PROBLEM TO WORK ON: Through the line that contains "rather than panicking", return the data below exactly, starting at its first line; leave the rest out.

++++ SOURCE RECORDS

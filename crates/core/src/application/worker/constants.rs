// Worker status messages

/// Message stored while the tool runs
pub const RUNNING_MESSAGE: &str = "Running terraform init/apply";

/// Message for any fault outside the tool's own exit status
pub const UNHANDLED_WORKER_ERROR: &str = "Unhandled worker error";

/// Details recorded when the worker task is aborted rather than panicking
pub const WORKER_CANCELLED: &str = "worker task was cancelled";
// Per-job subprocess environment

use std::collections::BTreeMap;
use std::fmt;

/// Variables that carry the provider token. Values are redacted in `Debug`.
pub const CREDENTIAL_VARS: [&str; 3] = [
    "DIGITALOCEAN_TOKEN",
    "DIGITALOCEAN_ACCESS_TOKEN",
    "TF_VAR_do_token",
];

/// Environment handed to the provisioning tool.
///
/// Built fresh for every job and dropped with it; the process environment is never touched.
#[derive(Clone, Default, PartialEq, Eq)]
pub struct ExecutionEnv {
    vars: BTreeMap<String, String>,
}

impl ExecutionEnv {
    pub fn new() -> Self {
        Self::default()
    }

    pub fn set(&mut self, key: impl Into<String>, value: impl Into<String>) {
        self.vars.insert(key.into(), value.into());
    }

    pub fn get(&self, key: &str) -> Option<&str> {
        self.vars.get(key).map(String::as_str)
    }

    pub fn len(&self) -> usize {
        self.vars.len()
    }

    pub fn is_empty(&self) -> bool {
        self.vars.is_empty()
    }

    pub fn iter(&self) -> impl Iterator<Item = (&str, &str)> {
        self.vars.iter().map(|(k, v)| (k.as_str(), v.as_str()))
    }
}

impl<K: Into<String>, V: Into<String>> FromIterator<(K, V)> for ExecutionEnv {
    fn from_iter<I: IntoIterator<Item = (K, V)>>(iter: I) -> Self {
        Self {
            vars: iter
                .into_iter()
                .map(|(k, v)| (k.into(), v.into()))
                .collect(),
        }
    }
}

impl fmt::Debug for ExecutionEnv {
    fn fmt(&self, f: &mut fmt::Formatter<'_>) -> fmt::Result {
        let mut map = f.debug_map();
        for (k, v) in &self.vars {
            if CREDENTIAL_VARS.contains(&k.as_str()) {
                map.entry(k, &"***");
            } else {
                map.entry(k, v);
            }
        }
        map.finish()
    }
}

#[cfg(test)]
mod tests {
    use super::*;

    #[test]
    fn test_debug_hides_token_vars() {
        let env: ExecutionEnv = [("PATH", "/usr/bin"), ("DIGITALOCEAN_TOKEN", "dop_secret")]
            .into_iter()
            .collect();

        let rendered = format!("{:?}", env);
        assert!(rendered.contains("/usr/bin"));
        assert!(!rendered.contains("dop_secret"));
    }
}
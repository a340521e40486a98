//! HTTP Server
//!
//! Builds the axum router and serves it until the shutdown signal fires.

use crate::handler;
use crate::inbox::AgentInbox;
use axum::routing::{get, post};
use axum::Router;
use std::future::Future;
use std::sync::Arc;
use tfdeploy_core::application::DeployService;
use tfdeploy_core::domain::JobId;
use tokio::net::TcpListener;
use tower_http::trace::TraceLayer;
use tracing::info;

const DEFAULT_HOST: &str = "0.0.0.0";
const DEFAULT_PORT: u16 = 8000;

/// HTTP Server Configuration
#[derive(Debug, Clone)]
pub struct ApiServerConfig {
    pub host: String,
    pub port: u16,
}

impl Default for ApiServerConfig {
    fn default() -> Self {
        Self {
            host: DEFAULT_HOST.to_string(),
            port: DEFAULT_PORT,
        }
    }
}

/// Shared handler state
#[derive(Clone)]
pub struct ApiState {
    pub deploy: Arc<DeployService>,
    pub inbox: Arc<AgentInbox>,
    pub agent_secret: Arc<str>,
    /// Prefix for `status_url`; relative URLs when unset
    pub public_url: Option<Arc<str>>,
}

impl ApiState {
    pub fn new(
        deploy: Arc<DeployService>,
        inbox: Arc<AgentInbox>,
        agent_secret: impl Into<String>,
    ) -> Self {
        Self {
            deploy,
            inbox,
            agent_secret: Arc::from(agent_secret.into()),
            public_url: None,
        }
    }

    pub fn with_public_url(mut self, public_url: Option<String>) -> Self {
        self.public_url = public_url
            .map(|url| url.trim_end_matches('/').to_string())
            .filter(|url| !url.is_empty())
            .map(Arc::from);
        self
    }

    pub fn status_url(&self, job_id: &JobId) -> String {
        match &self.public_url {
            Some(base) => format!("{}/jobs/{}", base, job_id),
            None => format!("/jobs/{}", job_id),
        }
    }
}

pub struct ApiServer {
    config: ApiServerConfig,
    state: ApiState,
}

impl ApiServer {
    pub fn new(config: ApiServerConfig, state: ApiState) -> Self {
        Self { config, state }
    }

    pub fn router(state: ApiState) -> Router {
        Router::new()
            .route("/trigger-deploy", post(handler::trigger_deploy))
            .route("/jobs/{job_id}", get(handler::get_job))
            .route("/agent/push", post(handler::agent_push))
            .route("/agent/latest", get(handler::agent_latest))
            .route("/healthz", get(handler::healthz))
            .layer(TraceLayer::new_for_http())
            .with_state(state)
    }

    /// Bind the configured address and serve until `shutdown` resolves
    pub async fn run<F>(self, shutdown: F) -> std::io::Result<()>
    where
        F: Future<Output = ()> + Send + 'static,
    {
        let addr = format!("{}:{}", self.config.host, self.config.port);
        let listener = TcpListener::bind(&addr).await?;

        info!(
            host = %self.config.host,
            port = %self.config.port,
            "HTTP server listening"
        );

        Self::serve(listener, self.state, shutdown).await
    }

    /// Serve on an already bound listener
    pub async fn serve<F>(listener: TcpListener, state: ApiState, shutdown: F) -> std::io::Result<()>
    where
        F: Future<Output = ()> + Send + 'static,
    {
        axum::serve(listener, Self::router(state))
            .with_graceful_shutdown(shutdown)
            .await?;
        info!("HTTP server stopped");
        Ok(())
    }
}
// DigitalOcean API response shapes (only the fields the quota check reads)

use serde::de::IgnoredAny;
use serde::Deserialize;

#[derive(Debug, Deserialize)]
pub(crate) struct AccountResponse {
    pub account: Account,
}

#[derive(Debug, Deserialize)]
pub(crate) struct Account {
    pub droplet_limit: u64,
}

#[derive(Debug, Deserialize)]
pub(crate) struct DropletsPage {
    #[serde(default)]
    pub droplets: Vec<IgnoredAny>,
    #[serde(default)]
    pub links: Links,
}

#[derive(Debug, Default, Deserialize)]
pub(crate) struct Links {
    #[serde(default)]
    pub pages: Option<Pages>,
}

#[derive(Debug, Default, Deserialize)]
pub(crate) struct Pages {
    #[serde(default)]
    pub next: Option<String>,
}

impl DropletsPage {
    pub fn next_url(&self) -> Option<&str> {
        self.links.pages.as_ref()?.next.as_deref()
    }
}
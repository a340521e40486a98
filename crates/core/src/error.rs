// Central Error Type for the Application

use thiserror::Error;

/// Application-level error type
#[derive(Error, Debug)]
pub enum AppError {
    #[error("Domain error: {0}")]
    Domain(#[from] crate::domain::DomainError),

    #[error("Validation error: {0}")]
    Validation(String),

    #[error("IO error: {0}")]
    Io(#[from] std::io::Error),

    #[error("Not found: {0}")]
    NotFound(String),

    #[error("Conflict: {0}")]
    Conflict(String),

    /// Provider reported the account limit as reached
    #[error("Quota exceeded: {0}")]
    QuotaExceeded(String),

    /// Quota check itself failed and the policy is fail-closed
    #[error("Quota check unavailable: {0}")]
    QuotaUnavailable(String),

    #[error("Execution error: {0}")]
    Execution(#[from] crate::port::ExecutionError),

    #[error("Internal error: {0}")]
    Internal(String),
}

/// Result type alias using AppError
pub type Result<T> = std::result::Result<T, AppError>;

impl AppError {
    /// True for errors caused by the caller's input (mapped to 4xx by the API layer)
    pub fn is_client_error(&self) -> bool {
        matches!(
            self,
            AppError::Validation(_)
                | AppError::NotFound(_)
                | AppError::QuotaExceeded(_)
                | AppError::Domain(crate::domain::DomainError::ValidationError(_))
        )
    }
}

++++++++

FINISHED EXERCISE:
filename crates/core/src/application/worker/constants.rs
// Worker status messages

/// Message stored while the tool runs
pub const RUNNING_MESSAGE: &str = "Running terraform init/apply";

/// Message for any fault outside the tool's own exit status
pub const UNHANDLED_WORKER_ERROR: &str = "Unhandled worker error";

/// Details recorded when the worker task is aborted rather than panicking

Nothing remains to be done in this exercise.